Palabra
Palabra que no sabes lo que nombras.
Palabra, ¡reina altiva!
Llamas nube a la sombra fugitiva
de un mundo en que las nubes son las sombras.
¿Quién es esta palabra? De ella nada se sabe, salvo lo que ella misma no sabe: sabemos que ella ignora lo que nombra. La ignorancia, queda claro, no es un impedimento para el nombrar, de manera que bien puede pensarse que la intención es otra distinta del conocer, que intencionalmente le vuelve la espalda a éste. Lo que se busca es, quizá, poner de relieve algo, señalar, indicar. Esto no puede lograrse sin una cierta dosis de violencia: la palabra se violenta a sí misma recreándose en el poema. La palabra que desciende del título y se implanta en los versos “no está sonando en el mundo de la acción, en el ámbito de la vida práctica. Para darle su sentido, explicar su forma, hace falta otro mundo, un universo poético”. Así piensa Valéry.
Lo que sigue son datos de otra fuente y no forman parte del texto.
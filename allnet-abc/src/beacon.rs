//! The beacon finite-state machine and the `BroadcastChannel` that bundles
//! it with nonces, cycle count, and high/low priority mode (spec
//! §3/§4.8/§9). Event-handler methods (`on_own_beacon`, `on_peer_beacon`,
//! `on_beacon_reply`, `on_beacon_grant`, `on_cycle_tick`) make the FSM
//! unit-testable without any socket — exactly the redesign spec §9 calls
//! for in place of the original's file-scope statics.

use rand::RngCore;

use allnet_proto::header::{BeaconBody, BeaconGrantBody, BeaconReplyBody};
use allnet_proto::priority::FRIENDS_LOW;
use allnet_proto::Priority;

use crate::constants::{
    QUIET_CAP_MS, REPLY_DELAY_CEILING_MS, REPLY_DELAY_FLOOR_MS, REPLY_DELAY_SHORT_WINDOW_MS,
};
use crate::queue::TransmitQueue;

/// Per-cycle beacon state (spec §3).
#[derive(Debug, Clone, Copy, PartialEq, Eq)]
pub enum BeaconState {
    None,
    Sent,
    ReplySent,
    GrantSent,
}

/// The four 32-byte nonces that pair a beacon exchange (spec §3): a grant
/// is only accepted if `(other_rnonce, other_snonce)` matches what we
/// previously replied with, and a reply is only accepted if its
/// `receiver_nonce` equals `my_rnonce`.
#[derive(Debug, Clone, Copy, Default, PartialEq, Eq)]
pub struct Nonces {
    pub my_rnonce: [u8; 32],
    pub my_snonce: [u8; 32],
    pub other_rnonce: [u8; 32],
    pub other_snonce: [u8; 32],
}

/// The bundled beacon FSM: state, nonces, cycle counter, and the
/// quiet-until deadline all threaded as one handle, per spec §9's
/// `BroadcastChannel` redesign note.
pub struct BroadcastChannel {
    state: BeaconState,
    nonces: Nonces,
    cycle: u64,
    quiet_until_ns: u64,
    received_high_priority_this_cycle: bool,
    queue: TransmitQueue,
}

impl Default for BroadcastChannel {
    fn default() -> Self {
        Self::new()
    }
}

impl BroadcastChannel {
    pub fn new() -> Self {
        Self {
            state: BeaconState::None,
            nonces: Nonces::default(),
            cycle: 0,
            quiet_until_ns: 0,
            received_high_priority_this_cycle: false,
            queue: TransmitQueue::new(),
        }
    }

    pub fn state(&self) -> BeaconState {
        self.state
    }

    pub fn cycle(&self) -> u64 {
        self.cycle
    }

    pub fn quiet_until_ns(&self) -> u64 {
        self.quiet_until_ns
    }

    pub fn queue(&self) -> &TransmitQueue {
        &self.queue
    }

    pub fn queue_mut(&mut self) -> &mut TransmitQueue {
        &mut self.queue
    }

    /// Starts a new cycle: resets the beacon state to `None` and clears
    /// the high-priority-this-cycle flag (spec §4.8: "basic cycle" is
    /// 5 seconds, and the FSM is per-cycle).
    pub fn on_cycle_tick(&mut self, cycle: u64) {
        self.cycle = cycle;
        self.state = BeaconState::None;
        self.received_high_priority_this_cycle = false;
    }

    /// Records that we received a high-priority packet this cycle, for
    /// the high/low mode computation below.
    pub fn note_high_priority_received(&mut self) {
        self.received_high_priority_this_cycle = true;
    }

    /// *High* iff a high-priority packet arrived this cycle, or the
    /// queue's max-priority entry is at least [`FRIENDS_LOW`] (spec
    /// §4.8). In high mode the interface stays on across cycles; in low
    /// mode it is powered off after the beacon window absent a pending
    /// grant.
    pub fn is_high_priority_mode(&self) -> bool {
        self.received_high_priority_this_cycle
            || self.queue.max_priority().unwrap_or(0) >= FRIENDS_LOW
    }

    /// NONE -> SENT: transmits our own beacon with a fresh `my_rnonce`.
    pub fn send_own_beacon<R: RngCore>(&mut self, rng: &mut R, awake_time_ns: u64) -> BeaconBody {
        let mut my_rnonce = [0u8; 32];
        rng.fill_bytes(&mut my_rnonce);
        self.nonces.my_rnonce = my_rnonce;
        self.state = BeaconState::Sent;
        BeaconBody {
            receiver_nonce: my_rnonce,
            awake_time_ns,
        }
    }

    /// NONE -> REPLY_SENT: replies to a peer's beacon. Per spec §4.8 this
    /// requires our queue to be non-empty; otherwise the beacon is
    /// ignored (returns `None`, state unchanged).
    pub fn on_peer_beacon<R: RngCore>(
        &mut self,
        rng: &mut R,
        peer_beacon: &BeaconBody,
    ) -> Option<BeaconReplyBody> {
        if self.state != BeaconState::None || self.queue.is_empty() {
            return None;
        }
        let mut my_snonce = [0u8; 32];
        rng.fill_bytes(&mut my_snonce);
        self.nonces.other_rnonce = peer_beacon.receiver_nonce;
        self.nonces.other_snonce = my_snonce;
        self.state = BeaconState::ReplySent;
        Some(BeaconReplyBody {
            receiver_nonce: peer_beacon.receiver_nonce,
            awake_time_ns: peer_beacon.awake_time_ns,
            sender_nonce: my_snonce,
        })
    }

    /// SENT -> GRANT_SENT: accepts a beacon-reply whose `receiver_nonce`
    /// equals `my_rnonce` and emits a grant echoing the reply's nonce
    /// pair plus a permitted send time; any other reply is ignored.
    pub fn on_beacon_reply(
        &mut self,
        reply: &BeaconReplyBody,
        send_time_ns: u64,
    ) -> Option<BeaconGrantBody> {
        if self.state != BeaconState::Sent || reply.receiver_nonce != self.nonces.my_rnonce {
            return None;
        }
        self.nonces.other_snonce = reply.sender_nonce;
        self.state = BeaconState::GrantSent;
        Some(BeaconGrantBody {
            receiver_nonce: reply.receiver_nonce,
            awake_time_ns: reply.awake_time_ns,
            sender_nonce: reply.sender_nonce,
            send_time_ns,
        })
    }

    /// Outcome of observing a grant that was not meant for us (spec
    /// §4.8: "any state: on overhearing a grant addressed elsewhere,
    /// extend our quiet-until... but no more than 50ms").
    pub fn on_overheard_grant(&mut self, now_ns: u64, grant_send_time_ns: u64) {
        let cap_ns = QUIET_CAP_MS * 1_000_000;
        let extension = grant_send_time_ns.min(cap_ns);
        let candidate = now_ns.saturating_add(extension);
        self.quiet_until_ns = self.quiet_until_ns.max(candidate);
    }

    /// REPLY_SENT -> NONE on a matching grant: returns the bandwidth
    /// budget in bytes (`send_time_ns * bits_per_sec / 8`) we're allowed
    /// to transmit, or `None` if the grant doesn't match what we replied
    /// with (spec §4.8's "accepts a grant only if `(other_rnonce,
    /// other_snonce)` matches the ones it previously replied with").
    pub fn on_beacon_grant(&mut self, grant: &BeaconGrantBody, bits_per_sec: u64) -> Option<u64> {
        if self.state != BeaconState::ReplySent
            || grant.receiver_nonce != self.nonces.other_rnonce
            || grant.sender_nonce != self.nonces.other_snonce
        {
            return None;
        }
        self.state = BeaconState::None;
        Some(grant.send_time_ns.saturating_mul(bits_per_sec) / 8)
    }

    /// REPLY_SENT -> NONE on a beacon-deadline timeout (250ms, spec
    /// §4.8). Returns `true` if the state actually reset.
    pub fn on_beacon_deadline(&mut self, elapsed_ms: u64) -> bool {
        if self.state == BeaconState::ReplySent && elapsed_ms >= crate::constants::BEACON_DEADLINE_MS
        {
            self.state = BeaconState::None;
            true
        } else {
            false
        }
    }
}

/// Reply-delay policy (spec §4.8): on receiving a peer beacon with
/// declared `awake_time`, compute the remaining awake window. If
/// positive and under [`REPLY_DELAY_SHORT_WINDOW_MS`], schedule the reply
/// at a uniform random point in the first half of what's left; otherwise
/// schedule it uniformly in `[25ms, 49ms]`. `remaining_awake_ms` is the
/// caller-computed `awake_time - elapsed_since_beacon`.
pub fn reply_delay_ms(remaining_awake_ms: u64, rng: &mut impl RngCore) -> u64 {
    if remaining_awake_ms > 0 && remaining_awake_ms < REPLY_DELAY_SHORT_WINDOW_MS {
        let half = (remaining_awake_ms / 2).max(1);
        rng.next_u64() % half
    } else {
        let span = REPLY_DELAY_CEILING_MS - REPLY_DELAY_FLOOR_MS + 1;
        REPLY_DELAY_FLOOR_MS + (rng.next_u64() % span)
    }
}

/// Priority queued for forwarding purposes only; re-exported so callers
/// don't need a second import for the one constant `abc` itself reaches
/// for directly (`FRIENDS_LOW` boundary check above).
pub type PriorityAlias = Priority;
Es esto lo señalado, lo que se indica en unas cuantas líneas. Hay una palabra que ignora lo que nombra y no se detiene por eso: llama nube a lo que es sombra porque en este mundo, el poético, las nubes son las sombras. Con su nombrar, entonces, la palabra poética no invita a una mera evocación libre de imágenes, sino que incita a la creación. Parafraseando a Yeats, el poeta irlandés, diremos que con su nombrar ignorante la palabra deviene símbolo que da voz y cuerpo a lo que carecía de ellos. ¡Pero esto es una sombra y no una nube! –exclama el lógico. ¡Imagina! –replicaría presurosa la palabra.
A la sombra fugitiva…
“La imaginación es una facultad casi divina que percibe en primer lugar, al margen de los métodos filosóficos, las relaciones íntimas y secretas de las cosas, las correspondencias y las analogías”, nos dice Baudelaire. La palabra invita a la percepción de estas correspondencias, a abrirse ante la experiencia de ver lo símil en lo aparentemente disímil. Con ello, lejos de ser un mero señalar, abre las puertas de la posibilidad: recobra el aliento y la libertad de un nombrar otrora obligado a una correspondencia preestablecida o impuesta desde fuera. Este radical “soltar las amarras” puede llegar a exasperar. No hay nada a que atenerse, no queda nada más que la libertad del propio nombrar. Pero algo se gana en esta libertad imaginativa y desesperante: lo bello, pues éste, bien lo sabe Valéry, no es sino “lo que desespera”.
En una inocente acción, como es el nombrar en ignorancia de lo nombrado, acontece la creación que es capaz de un ver que genera correspondencias. Pero éstas no pueden proceder de un ámbito que no sea el poético, es decir, la escisión de mundos u órdenes se mantiene en el nombrar en que la nube corresponde a la sombra y es creada desde ésta. Se le restituye al verso su soberanía al permitirle nombrar como nube aquello que, en apariencia, no lo es. Emana desde su centro, entonces, la correspondencia que exigirá una posterior tensión del pensamiento para ser esclarecida.
“La lengua se convierte así en un agente de «espiritualidad», es decir, en transmutaciones directas de deseos y emociones en presencias y potencias del tipo de las «reales», sin que intervengan medios de acción físicamente adecuados”, dice de nuevo el poeta Paul Valéry. La palabra no llama a la sombra nube, sino que llama a la nube a la existencia en la sombra. Es este el efecto mágico y transfigurador que opera en el mundo poético haciéndonos ganar lo bello: el fondo acontece en la forma. No hay más pretensión, no hay moraleja que buscar en los efectos de la palabra soberana que hace de la renuncia al saber su forma de ejercer su poder. Su interés está en el efecto de lo bello sin importar que con ello se abandone la senda de lo verdadero. “Quiero decir que estas palabras nos incitan a llegar a ser, mucho más de lo que nos animan a comprender”, sigue diciendo el francés. Quizá por ello lo fugitivo de la sombra le resulte como la luz a la polilla.
¿Quién es esta palabra? De ella nada sabemos. Pero nos atrae el efecto que genera, lo que destella en su sonido que, a diferencia de aquel, no tiene la claridad como uno de sus atributos inmediatos. Es una palabra que parece venir de aquella espuma que le ha visto nacer, palabra de y desde el origen. Lo bello en ella nos llama: “Es el deseo que siente una polilla por la estrella”, decía Poe. Y nosotros somos polillas que, en su excitación, confunden la belleza con el saber.